Description
Proposal
Problem statement
Currently, if you want to use Command
to spawn a new process and create a new session, then you need to use the pre_exec
method. However, calling pre_exec
means that the POSIX spawn fast path can't be used which makes spawning a new process more expensive than necessary.
By exposing the ability to pass the POSIX_SPAWN_SETSID
flag to the POSIX spawn method it becomes possible to use the fast path to create processes. It also removes the need for unsafe
code.
Motivation, use-cases
I don't have example code to share here, but I've been developing and maintaining a system that spawns multiple processes a second. These processes are started in new sessions to allow the main process to handle graceful shutdown upon receiving CTRL+C from the terminal.
Using the existing pre_exec
method, the fork + exec required uses considerable kernel CPU. Switching to using the POSIX spawn fast path reduced the kernel CPU usage by ~60% IIRC.
Solution sketches
The std::os::unix::process::CommandExt
trait can be updated to include a new setsid
method, with the following signature:
trait CommandExt {
fn setsid(&mut self) -> &mut Command
}
If a user calls .setsid()
then the POSIX_SPAWN_SETSID
flag will be passed to POSIX spawn.
A slightly different interface could have the following signature:
trait CommandExt {
fn setsid(&mut self, setsid: bool) -> &mut Command
}
This would allow the caller to call setsid(false)
to remove the setsid
option from a Command
that previously had it set. However, I'm not sure how useful this is in practice and it makes the method more verbose to use.
Links and related work
In my excitement to add this, I've done things in the wrong order and have submitted a PR and tracking issue already.
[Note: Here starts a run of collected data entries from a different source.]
//! Wire representation of a product and its mapping onto the entity.
//!
//! Outbound rows are serialized straight from [`product::Model`]. Inbound
//! bodies arrive as [`ProductPayload`], where every field is optional so that
//! presence can be checked explicitly and reported as `InvalidInput`.

use crate::{
    entities::product,
    errors::{Error, Result},
};
use sea_orm::{NotSet, Set};
use serde::{Deserialize, Serialize};

/// Incoming product body for create and update
#[derive(Debug, Clone, Default, PartialEq, Eq, Serialize, Deserialize)]
pub struct ProductPayload {
    /// Logical id; create allocates one when absent, update ignores it
    #[serde(default)]
    pub id: Option<i64>,
    /// Product label, required
    #[serde(default)]
    pub name: Option<String>,
    /// Units on hand, required
    #[serde(default)]
    pub inventory_level: Option<i32>,
}

/// A payload whose required fields have been checked.
#[derive(Debug, Clone, PartialEq, Eq)]
pub struct ValidProduct {
    /// Logical id, if the caller supplied one
    pub id: Option<i64>,
    /// Product label
    pub name: String,
    /// Units on hand
    pub inventory_level: i32,
}

impl ProductPayload {
    /// Builds a payload carrying an explicit logical id.
    #[must_use]
    pub fn with_id(id: i64, name: &str, inventory_level: i32) -> Self {
        Self {
            id: Some(id),
            ..Self::new(name, inventory_level)
        }
    }

    /// Builds a payload without a logical id.
    #[must_use]
    pub fn new(name: &str, inventory_level: i32) -> Self {
        Self {
            id: None,
            name: Some(name.to_string()),
            inventory_level: Some(inventory_level),
        }
    }

    /// Checks that `name` and `inventory_level` are present.
    pub fn validate(self) -> Result<ValidProduct> {
        let name = self.name.ok_or(Error::InvalidInput { field: "name" })?;
        let inventory_level = self.inventory_level.ok_or(Error::InvalidInput {
            field: "inventory_level",
        })?;
        Ok(ValidProduct {
            id: self.id,
            name,
            inventory_level,
        })
    }
}

impl ValidProduct {
    /// Converts into a new row under logical id `id`, stamped with `timestamp`.
    #[must_use]
    pub fn into_active_model(self, id: i64, timestamp: i64) -> product::ActiveModel {
        product::ActiveModel {
            row_id: NotSet,
            id: Set(id),
            name: Set(self.name),
            inventory_level: Set(self.inventory_level),
            timestamp: Set(timestamp),
        }
    }
}

/// Current time in whole seconds since the Unix epoch.
#[must_use]
pub fn now_timestamp() -> i64 {
    chrono::Utc::now().timestamp()
}

#[cfg(test)]
mod tests {
    #![allow(clippy::unwrap_used)]
    use super::*;

    #[test]
    fn test_deserialize_without_id() {
        let payload: ProductPayload =
            serde_json::from_str(r#"{"name": "foo", "inventory_level": 5}"#).unwrap();
        assert_eq!(payload, ProductPayload::new("foo", 5));
    }

    #[test]
    fn test_validate_reports_missing_name() {
        let payload: ProductPayload = serde_json::from_str(r#"{"inventory_level": 5}"#).unwrap();
        assert!(matches!(
            payload.validate(),
            Err(Error::InvalidInput { field: "name" })
        ));
    }

    #[test]
    fn test_validate_reports_missing_inventory_level() {
        let payload: ProductPayload = serde_json::from_str(r#"{"name": "ham"}"#).unwrap();
        assert!(matches!(
            payload.validate(),
            Err(Error::InvalidInput {
                field: "inventory_level"
            })
        ));
    }

    #[test]
    fn test_into_active_model_sets_fields() {
        let valid = ProductPayload::with_id(3, "spam", 12).validate().unwrap();
        let model = valid.into_active_model(7, 1_700_000_000);
        assert!(model.row_id.is_not_set());
        assert_eq!(model.id, Set(7));
        assert_eq!(model.name, Set("spam".to_string()));
        assert_eq!(model.inventory_level, Set(12));
        assert_eq!(model.timestamp, Set(1_700_000_000));
    }

    #[test]
    fn test_model_serializes_all_columns() {
        let model = product::Model {
            row_id: 1,
            id: 2,
            name: "bar".to_string(),
            inventory_level: 40,
            timestamp: 1_700_000_000,
        };
        let value = serde_json::to_value(&model).unwrap();
        assert_eq!(
            value,
            serde_json::json!({
                "row_id": 1,
                "id": 2,
                "name": "bar",
                "inventory_level": 40,
                "timestamp": 1_700_000_000
            })
        );
    }
}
Rust PR: rust-lang/rust#105377
Rust Tracking issue: rust-lang/rust#105376
Man page for posix_spawn
: https://man7.org/linux/man-pages/man3/posix_spawn.3.html
What happens now?
This issue is part of the libs-api team API change proposal process. Once this issue is filed the libs-api team will review open proposals in its weekly meeting. You should receive feedback within a week or two.